Experts will inspect the Moccasin Dam in Tuolumne County after a leak was reported on the dam face Thursday, officials said. Above, then-assistant general manager of San Francisco Public Utilities Commission Steven Ritchie walks over a reservoir bridge in 2014.
(Jae C. Hong / Associated Press)

Experts will inspect a small earthen dam in Tuolumne County in Northern California after a leak detected on the dam face Thursday triggered a rapid evacuation downstream, officials said.

A small leak was detected on the downstream face of the 60-foot Moccasin Dam before 3 p.m. Thursday, forcing Caltrans to quickly close two nearby highways while authorities scrambled to evacuate a nearby campground and fish hatchery.

Students at a local school were ordered to shelter in place when authorities feared the dam would break and unleash a torrent of water into Moccasin Creek and flood highways 120 and 49.

“For a few moments there, it was very stressful because we thought we were going to lose the dam,” Tuolumne County Sheriff Jim Mele told reporters Thursday afternoon.


The dam, completed in 1930 and considered in “satisfactory” condition in a September 2017 document, generates power for the San Francisco Public Utilities Commission and supports a small fish hatchery at its base.

The commission said Thursday night that the dam was considered “stable” but would be inspected for damage to its spillways, which took on water when a massive storm this week sent water and debris flowing into the dam’s reservoir.

“The water level in the Moccasin reservoir has significantly decreased since the initial incident, and the SFPUC has started draining the Moccasin reservoir into the much larger Don Pedro Reservoir,” the commission said in a statement Thursday evening. “At the same time, crews are actively inspecting the current state of the dam and the extent of any damage to it and its spillways.”

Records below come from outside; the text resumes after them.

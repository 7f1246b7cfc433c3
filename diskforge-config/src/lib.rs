//! DiskForge configuration: the JSON file at `$HOME/.diskforge/config.json`
//! (or a caller-supplied path) that governs logging, safety, and backup
//! behavior.

use std::fs;
use std::path::{Path, PathBuf};

use serde::{Deserialize, Serialize};
use thiserror::Error;

#[derive(Debug, Error)]
pub enum ConfigError {
    #[error("failed to read config file {path}: {source}")]
    Read {
        path: PathBuf,
        #[source]
        source: std::io::Error,
    },
    #[error("failed to write config file {path}: {source}")]
    Write {
        path: PathBuf,
        #[source]
        source: std::io::Error,
    },
    #[error("failed to parse config: {0}")]
    Parse(#[from] serde_json::Error),
    #[error("could not determine home directory")]
    NoHomeDirectory,
}

pub type Result<T> = std::result::Result<T, ConfigError>;

#[derive(Debug, Clone, PartialEq, Serialize, Deserialize)]
#[serde(rename_all = "UPPERCASE")]
pub enum LogLevel {
    Debug,
    Info,
    Warning,
    Error,
    Critical,
}

impl Default for LogLevel {
    fn default() -> Self {
        Self::Info
    }
}

#[derive(Debug, Clone, PartialEq, Serialize, Deserialize)]
#[serde(default)]
pub struct LoggingConfig {
    pub level: LogLevel,
    pub file_enabled: bool,
    pub console_enabled: bool,
    pub json_format: bool,
    pub log_directory: PathBuf,
}

impl Default for LoggingConfig {
    fn default() -> Self {
        Self {
            level: LogLevel::default(),
            file_enabled: true,
            console_enabled: true,
            json_format: false,
            log_directory: default_home_subdir(".diskforge/logs"),
        }
    }
}

#[derive(Debug, Clone, PartialEq, Serialize, Deserialize)]
#[serde(default)]
pub struct SafetyConfig {
    pub danger_mode_enabled: bool,
    pub require_confirmation: bool,
    pub confirmation_timeout_seconds: u64,
    pub preflight_checks_enabled: bool,
    pub dry_run_default: bool,
    pub smart_check_enabled: bool,
    pub mounted_volume_protection: bool,
    pub system_disk_protection: bool,
}

impl Default for SafetyConfig {
    fn default() -> Self {
        Self {
            danger_mode_enabled: false,
            require_confirmation: true,
            confirmation_timeout_seconds: 300,
            preflight_checks_enabled: true,
            dry_run_default: true,
            smart_check_enabled: true,
            mounted_volume_protection: true,
            system_disk_protection: true,
        }
    }
}

#[derive(Debug, Clone, Copy, PartialEq, Serialize, Deserialize)]
#[serde(rename_all = "lowercase")]
pub enum DefaultCompression {
    None,
    Gzip,
    Lz4,
    Zstd,
}

impl Default for DefaultCompression {
    fn default() -> Self {
        Self::Zstd
    }
}

#[derive(Debug, Clone, PartialEq, Serialize, Deserialize)]
#[serde(default)]
pub struct BackupConfig {
    pub default_compression: DefaultCompression,
    pub compression_level: u32,
    pub verify_after_write: bool,
    pub chunk_size_mb: u32,
    pub temp_directory: Option<PathBuf>,
}

impl Default for BackupConfig {
    fn default() -> Self {
        Self {
            default_compression: DefaultCompression::default(),
            compression_level: 3,
            verify_after_write: true,
            chunk_size_mb: 64,
            temp_directory: None,
        }
    }
}

impl BackupConfig {
    /// Reject out-of-range fields: `compression_level ∈ [1,22]`,
    /// `chunk_size_mb ∈ [1,1024]`.
    pub fn validate(&self) -> std::result::Result<(), String> {
        if !(1..=22).contains(&self.compression_level) {
            return Err(format!(
                "compression_level must be in [1, 22], got {}",
                self.compression_level
            ));
        }
        if !(1..=1024).contains(&self.chunk_size_mb) {
            return Err(format!(
                "chunk_size_mb must be in [1, 1024], got {}",
                self.chunk_size_mb
            ));
        }
        Ok(())
    }
}

/// System-level backup scope: inert data consumed by the (external)
/// migration/rescue-media generators, carried here because the original
/// implementation ships it and `Config` round-trips it field-for-field.
#[derive(Debug, Clone, PartialEq, Serialize, Deserialize)]
#[serde(default)]
pub struct SystemBackupConfig {
    pub include_recovery_partitions: bool,
    pub include_swap_partitions: bool,
    pub include_hidden_partitions: bool,
    pub include_reserved_partitions: bool,
    pub required_mountpoints: Vec<String>,
    pub capture_partition_table: bool,
    pub capture_boot_metadata: bool,
}

impl Default for SystemBackupConfig {
    fn default() -> Self {
        Self {
            include_recovery_partitions: true,
            include_swap_partitions: false,
            include_hidden_partitions: true,
            include_reserved_partitions: true,
            required_mountpoints: vec!["/".into(), "/boot".into(), "/boot/efi".into()],
            capture_partition_table: true,
            capture_boot_metadata: true,
        }
    }
}

/// Layout-only GUI preferences; the core never reads these beyond
/// round-tripping them.
#[derive(Debug, Clone, PartialEq, Serialize, Deserialize)]
#[serde(default)]
pub struct UiConfig {
    pub theme: String,
    pub refresh_interval_ms: u32,
    pub show_hidden_partitions: bool,
    pub confirm_dialog_timeout_seconds: u32,
}

impl Default for UiConfig {
    fn default() -> Self {
        Self {
            theme: "system".into(),
            refresh_interval_ms: 5000,
            show_hidden_partitions: false,
            confirm_dialog_timeout_seconds: 30,
        }
    }
}

#[derive(Debug, Clone, PartialEq, Serialize, Deserialize)]
#[serde(default)]
pub struct DiskForgeConfig {
    pub logging: LoggingConfig,
    pub safety: SafetyConfig,
    pub backup: BackupConfig,
    pub system_backup: SystemBackupConfig,
    pub ui: UiConfig,
    pub session_directory: PathBuf,
    pub plugin_directories: Vec<PathBuf>,
}

impl Default for DiskForgeConfig {
    fn default() -> Self {
        Self {
            logging: LoggingConfig::default(),
            safety: SafetyConfig::default(),
            backup: BackupConfig::default(),
            system_backup: SystemBackupConfig::default(),
            ui: UiConfig::default(),
            session_directory: default_home_subdir(".diskforge/sessions"),
            plugin_directories: Vec::new(),
        }
    }
}

impl DiskForgeConfig {
    pub fn default_path() -> Result<PathBuf> {
        Ok(home_dir()?.join(".diskforge").join("config.json"))
    }

    /// Load from `path`, or from the default path, falling back to
    /// defaults when no file exists yet. `load(save(c)) == c` only once
    /// a file has actually been written.
    pub fn load(path: Option<&Path>) -> Result<Self> {
        let path = match path {
            Some(p) => p.to_path_buf(),
            None => Self::default_path()?,
        };

        if !path.exists() {
            return Ok(Self::default());
        }

        let data = fs::read_to_string(&path).map_err(|source| ConfigError::Read {
            path: path.clone(),
            source,
        })?;
        let config: Self = serde_json::from_str(&data)?;
        Ok(config)
    }

    pub fn save(&self, path: Option<&Path>) -> Result<()> {
        let path = match path {
            Some(p) => p.to_path_buf(),
            None => Self::default_path()?,
        };

        if let Some(parent) = path.parent() {
            fs::create_dir_all(parent).map_err(|source| ConfigError::Write {
                path: path.clone(),
                source,
            })?;
        }

        let json = serde_json::to_string_pretty(self)?;
        fs::write(&path, json).map_err(|source| ConfigError::Write { path, source })
    }

    pub fn ensure_directories(&self) -> Result<()> {
        fs::create_dir_all(&self.logging.log_directory).map_err(|source| ConfigError::Write {
            path: self.logging.log_directory.clone(),
            source,
        })?;
        fs::create_dir_all(&self.session_directory).map_err(|source| ConfigError::Write {
            path: self.session_directory.clone(),
            source,
        })?;
        if let Some(tmp) = &self.backup.temp_directory {
            fs::create_dir_all(tmp).map_err(|source| ConfigError::Write {
                path: tmp.clone(),
                source,
            })?;
        }
        Ok(())
    }

    /// Path for a new session report file, named after the session's
    /// short id.
    pub fn session_report_path(&self, session_short_id: &str) -> PathBuf {
        self.session_directory
            .join(format!("report_{session_short_id}.json"))
    }
}

fn home_dir() -> Result<PathBuf> {
    std::env::var_os("HOME")
        .map(PathBuf::from)
        .ok_or(ConfigError::NoHomeDirectory)
}

fn default_home_subdir(rel: &str) -> PathBuf {
    home_dir()
        .unwrap_or_else(|_| PathBuf::from("."))
        .join(rel)
}

#[cfg(test)]
mod tests {
    use super::*;

    #[test]
    fn default_config_round_trips_through_json() {
        let config = DiskForgeConfig::default();
        let json = serde_json::to_string(&config).unwrap();
        let back: DiskForgeConfig = serde_json::from_str(&json).unwrap();
        assert_eq!(config, back);
    }

    #[test]
    fn load_save_round_trip_is_field_wise_equal() {
        let dir = tempfile::tempdir().unwrap();
        let path = dir.path().join("config.json");

        let mut config = DiskForgeConfig::default();
        config.safety.confirmation_timeout_seconds = 123;
        config.backup.compression_level = 9;
        config.save(Some(&path)).unwrap();

        let loaded = DiskForgeConfig::load(Some(&path)).unwrap();
        assert_eq!(config, loaded);
    }

    #[test]
    fn missing_file_yields_defaults() {
        let dir = tempfile::tempdir().unwrap();
        let path = dir.path().join("does_not_exist.json");
        let config = DiskForgeConfig::load(Some(&path)).unwrap();
        assert_eq!(config, DiskForgeConfig::default());
    }

    #[test]
    fn backup_config_rejects_out_of_range_values() {
        let mut config = BackupConfig::default();
        config.compression_level = 0;
        assert!(config.validate().is_err());

        config.compression_level = 3;
        config.chunk_size_mb = 2000;
        assert!(config.validate().is_err());
    }

    #[test]
    fn tolerates_unknown_keys_when_loading() {
        let dir = tempfile::tempdir().unwrap();
        let path = dir.path().join("config.json");
        fs::write(
            &path,
            serde_json::json!({
                "logging": {},
                "safety": {},
                "backup": {},
                "system_backup": {},
                "ui": {},
                "session_directory": "/tmp/x",
                "plugin_directories": [],
                "some_future_field": true,
            })
            .to_string(),
        )
        .unwrap();

        let config = DiskForgeConfig::load(Some(&path)).unwrap();
        assert_eq!(config.session_directory, PathBuf::from("/tmp/x"));
    }
}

If the dam failed, the water would eventually have flowed into the Don Pedro Reservoir about a mile downstream. The reservoir had more than enough capacity Thursday to take on the additional water, officials said.

Mele said he was concerned how the dam would respond next week when temperatures are expected to pick up and the Sierra Nevada snowpack begins to melt and flow into the reservoir.

The Moccasin Point Marina and nearby homes remained evacuated Friday. The reservoir is one of the San Francisco utility’s smallest reservoirs and helps regulate the Hetch Hetchy water system.